(Recorded data)
---

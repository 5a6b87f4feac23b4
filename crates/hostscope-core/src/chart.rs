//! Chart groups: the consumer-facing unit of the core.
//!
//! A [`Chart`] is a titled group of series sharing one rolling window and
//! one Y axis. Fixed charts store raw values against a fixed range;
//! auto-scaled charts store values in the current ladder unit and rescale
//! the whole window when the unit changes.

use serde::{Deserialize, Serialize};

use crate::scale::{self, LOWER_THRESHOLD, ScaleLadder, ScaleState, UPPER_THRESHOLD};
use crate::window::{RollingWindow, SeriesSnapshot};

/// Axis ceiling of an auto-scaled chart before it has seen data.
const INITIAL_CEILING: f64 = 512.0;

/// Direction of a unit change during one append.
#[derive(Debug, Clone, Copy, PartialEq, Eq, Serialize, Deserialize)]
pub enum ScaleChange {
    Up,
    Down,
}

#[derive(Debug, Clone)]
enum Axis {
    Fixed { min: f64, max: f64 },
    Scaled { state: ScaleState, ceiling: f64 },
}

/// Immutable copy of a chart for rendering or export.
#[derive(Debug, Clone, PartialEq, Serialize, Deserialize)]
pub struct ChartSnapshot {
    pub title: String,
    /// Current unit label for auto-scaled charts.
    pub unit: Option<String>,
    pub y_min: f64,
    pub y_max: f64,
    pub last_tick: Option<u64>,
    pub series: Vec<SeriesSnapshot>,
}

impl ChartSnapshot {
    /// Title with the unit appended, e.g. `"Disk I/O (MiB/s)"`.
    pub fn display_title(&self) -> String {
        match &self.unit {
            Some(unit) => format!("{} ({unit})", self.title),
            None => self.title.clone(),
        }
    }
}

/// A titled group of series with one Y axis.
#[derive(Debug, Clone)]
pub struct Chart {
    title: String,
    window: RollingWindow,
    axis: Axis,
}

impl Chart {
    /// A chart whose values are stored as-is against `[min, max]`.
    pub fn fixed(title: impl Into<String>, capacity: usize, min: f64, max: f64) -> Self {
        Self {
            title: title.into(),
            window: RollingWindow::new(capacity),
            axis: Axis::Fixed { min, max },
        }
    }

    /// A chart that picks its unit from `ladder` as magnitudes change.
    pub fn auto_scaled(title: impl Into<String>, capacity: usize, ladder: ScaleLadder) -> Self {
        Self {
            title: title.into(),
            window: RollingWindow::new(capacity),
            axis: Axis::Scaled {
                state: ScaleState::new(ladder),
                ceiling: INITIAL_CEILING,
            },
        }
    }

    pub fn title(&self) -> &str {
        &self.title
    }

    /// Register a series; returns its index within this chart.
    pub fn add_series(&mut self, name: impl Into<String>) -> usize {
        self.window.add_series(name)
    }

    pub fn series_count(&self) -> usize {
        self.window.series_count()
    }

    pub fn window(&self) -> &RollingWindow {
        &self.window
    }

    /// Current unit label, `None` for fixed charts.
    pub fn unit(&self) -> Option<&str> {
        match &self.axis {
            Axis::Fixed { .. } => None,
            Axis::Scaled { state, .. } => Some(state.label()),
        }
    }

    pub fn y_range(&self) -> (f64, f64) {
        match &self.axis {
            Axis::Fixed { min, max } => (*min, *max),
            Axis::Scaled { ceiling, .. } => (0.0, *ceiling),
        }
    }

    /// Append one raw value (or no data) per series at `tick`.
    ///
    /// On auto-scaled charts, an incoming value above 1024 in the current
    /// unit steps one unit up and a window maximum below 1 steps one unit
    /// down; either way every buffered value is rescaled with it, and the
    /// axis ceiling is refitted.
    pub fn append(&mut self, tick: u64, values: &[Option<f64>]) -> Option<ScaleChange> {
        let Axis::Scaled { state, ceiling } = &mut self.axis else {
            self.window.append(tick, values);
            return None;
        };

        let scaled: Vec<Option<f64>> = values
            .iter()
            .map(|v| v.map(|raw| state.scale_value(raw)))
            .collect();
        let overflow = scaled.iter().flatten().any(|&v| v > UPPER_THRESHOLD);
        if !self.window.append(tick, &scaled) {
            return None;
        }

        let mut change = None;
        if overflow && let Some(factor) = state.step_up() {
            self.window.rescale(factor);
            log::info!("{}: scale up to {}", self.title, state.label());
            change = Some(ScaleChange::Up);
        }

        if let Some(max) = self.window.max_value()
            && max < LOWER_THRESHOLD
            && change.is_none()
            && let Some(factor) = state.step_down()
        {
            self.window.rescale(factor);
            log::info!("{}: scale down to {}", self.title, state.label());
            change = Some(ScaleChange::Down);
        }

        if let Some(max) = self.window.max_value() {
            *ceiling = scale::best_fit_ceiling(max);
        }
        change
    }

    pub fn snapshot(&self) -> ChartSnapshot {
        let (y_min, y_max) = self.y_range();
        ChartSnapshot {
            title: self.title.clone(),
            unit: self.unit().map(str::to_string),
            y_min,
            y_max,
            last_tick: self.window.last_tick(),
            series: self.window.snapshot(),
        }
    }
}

---

▶ _Assignment_
In your reply, restate exactly the lines from the start of the records above through the line holding "has seen data.", including both, and nothing else.

▶ _Exercise solution_
repository 5a6b87f4feac23b4
filename crates/hostscope-core/src/chart.rs
//! Chart groups: the consumer-facing unit of the core.
//!
//! A [`Chart`] is a titled group of series sharing one rolling window and
//! one Y axis. Fixed charts store raw values against a fixed range;
//! auto-scaled charts store values in the current ladder unit and rescale
//! the whole window when the unit changes.

use serde::{Deserialize, Serialize};

use crate::scale::{self, LOWER_THRESHOLD, ScaleLadder, ScaleState, UPPER_THRESHOLD};
use crate::window::{RollingWindow, SeriesSnapshot};

/// Axis ceiling of an auto-scaled chart before it has seen data.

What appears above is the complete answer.